By Savannah Simmons, Opinion Editor


Photo Courtesy of Warner Bros.

"A Star is Born" is not only a captivating story but the way Lady Gaga and Bradley Cooper play characters outside of their own selves is something that one would call amazing.

Ally, played by Lady Gaga, is a hometown girl with a voice that deserves more recognition while Jackson Maine is a hardcore rock n’ roller with a drinking and substance abuse problem. Watching the trailer or reading the title alone is a pretty big indicator of what is to follow, but as the story goes on, it becomes more than just a girl who is discovered and finds fame. The film dives deep into issues with drinking, dependency, and losing oneself in the form of a tragedy.


Gaga becomes a girl with a beautiful voice but, allegedly, not as beautiful face who has come to accept that she will never amount to more than an act at a drag bar. In real life, this is far from the truth. Gaga worked hard to become the larger-than-life icon she is today with her extravagant outfits and electric performances. Cooper, on the other had, is normally a soft spoken, charmingly handsome man who learned how to be a powerful singer bringing his voice down an entire octave for the role as Jackson Maine.

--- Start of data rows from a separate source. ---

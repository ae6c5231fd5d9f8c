//! The trade record kept by the server.
//!
//! On the wire a trade is a GalacticBuf object with six fields, always
//! written in this order:
//!
//! | Field       | Kind   |
//! |-------------|--------|
//! | `trade_id`  | string |
//! | `buyer_id`  | string |
//! | `seller_id` | string |
//! | `price`     | int    |
//! | `quantity`  | int    |
//! | `timestamp` | int    |
//!
//! `timestamp` is Unix time in milliseconds.

use std::time::{SystemTime, UNIX_EPOCH};

use galactic_core::{Object, Value};
use thiserror::Error;
use uuid::Uuid;

/// Reasons an object cannot be read as a [`Trade`].
#[derive(Debug, Error, PartialEq, Eq)]
pub enum TradeError {
    /// A required field is absent.
    #[error("missing field `{0}`")]
    MissingField(&'static str),

    /// A field is present but holds the wrong kind of value.
    #[error("field `{field}` must be {expected}, got {found}")]
    WrongKind {
        field: &'static str,
        expected: &'static str,
        found: &'static str,
    },
}

/// One executed trade.
#[derive(Debug, Clone, PartialEq, Eq)]
pub struct Trade {
    pub trade_id: String,
    pub buyer_id: String,
    pub seller_id: String,
    pub price: i64,
    pub quantity: i64,
    pub timestamp: i64,
}

impl Trade {
    /// Builds the wire object for this trade, fields in canonical order.
    pub fn to_object(&self) -> Object {
        let mut obj = Object::with_capacity(6);
        obj.insert("trade_id".to_string(), Value::from(self.trade_id.as_str()));
        obj.insert("buyer_id".to_string(), Value::from(self.buyer_id.as_str()));
        obj.insert("seller_id".to_string(), Value::from(self.seller_id.as_str()));
        obj.insert("price".to_string(), Value::Int(self.price));
        obj.insert("quantity".to_string(), Value::Int(self.quantity));
        obj.insert("timestamp".to_string(), Value::Int(self.timestamp));
        obj
    }

    /// Reads a complete trade; every field must be present.
    ///
    /// Fields not listed in the module table are ignored.
    pub fn from_object(obj: &Object) -> Result<Self, TradeError> {
        Ok(Self {
            trade_id: required_str(obj, "trade_id")?,
            buyer_id: required_str(obj, "buyer_id")?,
            seller_id: required_str(obj, "seller_id")?,
            price: required_int(obj, "price")?,
            quantity: required_int(obj, "quantity")?,
            timestamp: required_int(obj, "timestamp")?,
        })
    }

    /// Reads a trade submitted by a client.
    ///
    /// `trade_id` and `timestamp` may be omitted: a missing id is replaced
    /// with a fresh UUID v4 and a missing timestamp with `now_ms`.  When
    /// present they must still have the right kind.
    pub fn from_submission(obj: &Object, now_ms: i64) -> Result<Self, TradeError> {
        let trade_id = match optional_str(obj, "trade_id")? {
            Some(id) => id,
            None => Uuid::new_v4().to_string(),
        };
        Ok(Self {
            trade_id,
            buyer_id: required_str(obj, "buyer_id")?,
            seller_id: required_str(obj, "seller_id")?,
            price: required_int(obj, "price")?,
            quantity: required_int(obj, "quantity")?,
            timestamp: optional_int(obj, "timestamp")?.unwrap_or(now_ms),
        })
    }
}

/// Current Unix time in milliseconds, or 0 if the clock is before 1970.
pub fn now_millis() -> i64 {
    SystemTime::now()
        .duration_since(UNIX_EPOCH)
        .map(|d| i64::try_from(d.as_millis()).unwrap_or(i64::MAX))
        .unwrap_or(0)
}

// ── Field helpers ─────────────────────────────────────────────────────────────

fn optional_str(obj: &Object, field: &'static str) -> Result<Option<String>, TradeError> {
    match obj.get(field) {
        None => Ok(None),
        Some(Value::Str(s)) => Ok(Some(s.clone())),
        Some(other) => Err(TradeError::WrongKind {
            field,
            expected: "string",
            found: other.kind_name(),
        }),
    }
}

fn optional_int(obj: &Object, field: &'static str) -> Result<Option<i64>, TradeError> {
    match obj.get(field) {
        None => Ok(None),
        Some(Value::Int(n)) => Ok(Some(*n)),
        Some(other) => Err(TradeError::WrongKind {
            field,
            expected: "int",
            found: other.kind_name(),
        }),
    }
}

fn required_str(obj: &Object, field: &'static str) -> Result<String, TradeError> {
    optional_str(obj, field)?.ok_or(TradeError::MissingField(field))
}

fn required_int(obj: &Object, field: &'static str) -> Result<i64, TradeError> {
    optional_int(obj, field)?.ok_or(TradeError::MissingField(field))
}

// ── Tests ─────────────────────────────────────────────────────────────────────
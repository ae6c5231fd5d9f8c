//! Protocol module containing wire types, the value classifier, and the
//! binary encoder/decoder.

pub mod classify;
pub mod codec;
pub mod decoder;
pub mod encoder;
pub mod types;

pub use classify::{classify, classify_json};
pub use codec::{decode_message, encode_message, peek_header, ProtocolError};
pub use types::*;
//! TOML configuration file for the server.
//!
//! The file is optional.  When given, it looks like this (every key may be
//! left out):
//!
//! ```toml
//! [server]
//! bind_address = "0.0.0.0"
//! port = 3000
//! max_body_bytes = 1048576
//! log_level = "info"
//! ```
//!
//! Values from the file sit below CLI flags and environment variables and
//! above the built-in defaults; the merge happens in `main.rs`.
//!
//! Missing keys take the built-in defaults through
//! `#[serde(default = "...")]`, so an empty file is a valid config.

use std::path::{Path, PathBuf};

use serde::Deserialize;
use thiserror::Error;

use crate::domain::config::{DEFAULT_MAX_BODY_BYTES, DEFAULT_PORT};

/// Error type for configuration file operations.
#[derive(Debug, Error)]
pub enum ConfigError {
    /// The file could not be read.
    #[error("I/O error accessing config at {path}: {source}")]
    Io {
        path: PathBuf,
        #[source]
        source: std::io::Error,
    },

    /// The TOML content could not be parsed.
    #[error("failed to parse config TOML: {0}")]
    Parse(#[from] toml::de::Error),
}

// ── Config schema types ───────────────────────────────────────────────────────

/// Top-level layout of the config file.
#[derive(Debug, Clone, Default, Deserialize, PartialEq, Eq)]
pub struct FileConfig {
    #[serde(default)]
    pub server: ServerSection,
}

/// The `[server]` table.
#[derive(Debug, Clone, Deserialize, PartialEq, Eq)]
pub struct ServerSection {
    /// IP address to bind to.  `"0.0.0.0"` binds all interfaces.
    #[serde(default = "default_bind_address")]
    pub bind_address: String,
    /// TCP port for the HTTP listener.
    #[serde(default = "default_port")]
    pub port: u16,
    /// Largest accepted request body in bytes.
    #[serde(default = "default_max_body_bytes")]
    pub max_body_bytes: usize,
    /// `tracing` filter used when `RUST_LOG` is unset, e.g. `"debug"`.
    #[serde(default = "default_log_level")]
    pub log_level: String,
}

fn default_bind_address() -> String {
    "0.0.0.0".to_string()
}
fn default_port() -> u16 {
    DEFAULT_PORT
}
fn default_max_body_bytes() -> usize {
    DEFAULT_MAX_BODY_BYTES
}
fn default_log_level() -> String {
    "info".to_string()
}

impl Default for ServerSection {
    fn default() -> Self {
        Self {
            bind_address: default_bind_address(),
            port: default_port(),
            max_body_bytes: default_max_body_bytes(),
            log_level: default_log_level(),
        }
    }
}

// ── Loading ───────────────────────────────────────────────────────────────────

/// Parses config file text.
pub fn parse_config(text: &str) -> Result<FileConfig, ConfigError> {
    Ok(toml::from_str(text)?)
}

/// Reads and parses the config file at `path`.
///
/// # Errors
///
/// A missing file is an error here: the caller only asks for a file the
/// user named explicitly.
pub fn load_config(path: &Path) -> Result<FileConfig, ConfigError> {
    let text = std::fs::read_to_string(path).map_err(|source| ConfigError::Io {
        path: path.to_path_buf(),
        source,
    })?;
    parse_config(&text)
}

// ── Tests ─────────────────────────────────────────────────────────────────────
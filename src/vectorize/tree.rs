//! Nesting tree of traced paths.
//!
//! Paths come out of the contour tracer in scan order, which already puts
//! every path before the paths it contains. Each path is taken in turn as
//! a candidate parent: its interior is rendered into a scratch bitmap and
//! the remaining paths are split into those whose top-left pixel lands
//! inside it (children) and the rest (siblings). Both groups go back on a
//! worklist, so deep or wide nestings never recurse.

use crate::bitmap::Bitmap;

use super::decompose::{xor_path, PixelPath};

/// Tree position of one path. All links are indices into the flat,
/// depth-first ordered node vector returned by [`build`].
#[derive(Debug, Clone, Copy, PartialEq, Eq)]
pub struct TreeNode {
    /// Index of the path in the scan-ordered input.
    pub path: usize,
    pub parent: Option<usize>,
    pub first_child: Option<usize>,
    pub next_sibling: Option<usize>,
}

/// Arrange scan-ordered `paths` into a forest.
///
/// `scratch` must have the bitmap's dimensions; it is cleared on entry
/// and left white. The result lists each region, then its holes, then
/// the contents of each hole (recursively), then the region's next
/// sibling.
pub fn build(paths: &[PixelPath], scratch: &mut Bitmap) -> Vec<TreeNode> {
    let n = paths.len();
    let mut parent: Vec<Option<usize>> = vec![None; n];
    let mut first_child: Vec<Option<usize>> = vec![None; n];
    let mut next_sibling: Vec<Option<usize>> = vec![None; n];

    scratch.clear_all();

    // ── Classify ─────────────────────────────────────────
    let mut work: Vec<Vec<usize>> = Vec::new();
    if n > 0 {
        work.push((0..n).collect());
    }
    while let Some(list) = work.pop() {
        let Some((&head, rest)) = list.split_first() else {
            continue;
        };

        xor_path(scratch, &paths[head]);
        let (x0, x1, y0, y1) = paths[head].bbox();

        let mut inside = Vec::new();
        let mut outside = Vec::new();
        for (pos, &p) in rest.iter().enumerate() {
            let (px, py) = paths[p].points[0];
            // Everything from here on starts below the head: outside.
            if py <= y0 {
                outside.extend_from_slice(&rest[pos..]);
                break;
            }
            if scratch.get(px, py - 1) {
                inside.push(p);
            } else {
                outside.push(p);
            }
        }

        scratch.clear_bbox(x0, x1, y0, y1);

        for &c in &inside {
            parent[c] = Some(head);
        }
        for &o in &outside {
            parent[o] = parent[head];
        }
        first_child[head] = inside.first().copied();
        next_sibling[head] = outside.first().copied();

        if !outside.is_empty() {
            work.push(outside);
        }
        if !inside.is_empty() {
            work.push(inside);
        }
    }

    // ── Flatten depth-first ──────────────────────────────
    let mut order = Vec::with_capacity(n);
    let mut stack: Vec<usize> = Vec::new();
    if n > 0 {
        stack.push(0);
    }
    while let Some(p) = stack.pop() {
        order.push(p);
        let holes: Vec<usize> = std::iter::successors(first_child[p], |&i| next_sibling[i]).collect();
        order.extend_from_slice(&holes);
        if let Some(s) = next_sibling[p] {
            stack.push(s);
        }
        for &h in holes.iter().rev() {
            if let Some(c) = first_child[h] {
                stack.push(c);
            }
        }
    }
    debug_assert_eq!(order.len(), n);

    let mut position = vec![0usize; n];
    for (k, &i) in order.iter().enumerate() {
        position[i] = k;
    }
    let remap = |link: Option<usize>| link.map(|i| position[i]);

    order
        .iter()
        .map(|&i| TreeNode {
            path: i,
            parent: remap(parent[i]),
            first_child: remap(first_child[i]),
            next_sibling: remap(next_sibling[i]),
        })
        .collect()
}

When Jackson finds Ally singing in a bar, it is love at first sight, and their story continues as he sees everything she has to offer and puts her on a platform to showcase that to the world. As Ally grows as a performer on her own, Jackson never shows jealousy to her career blowing up, but laments the loss of her deeper message as she becomes the popstar her agency wants her to become.


Watching these characters desperately love each other through the highs and lows that are Ally’s rapid-growing success and Jackson’s drinking habits, it is easy to empathize with the pain the characters feel as substance abuse and drinking are such major issues in today’s culture. It is hard not to think about how many people are their own versions of Ally, doing their best to be the cure and fix someone with love or their own Jackson, knowing there’s an issue at play but not being able to fight it.

Although Jackson’s drinking rapidly gets worse throughout the film,  the movie goes on as does his career. It is clear that Ally is not to blame, but the disease itself that cannot be fought.


Looking back after the film was over, foreshadowing that will give you the answers before the story is over are there but the spectacular acting and intense love you see throughout the film takes over and makes you miss or simply look them over.


This movie will leave you with a feeling. What that feeling is exactly is up to you and what you get out of the film but none the less the feeling will be deep and immense. The main song Ally and Jackson sing together will be stuck in our head but you won’t be upset about it and you might even want to cry.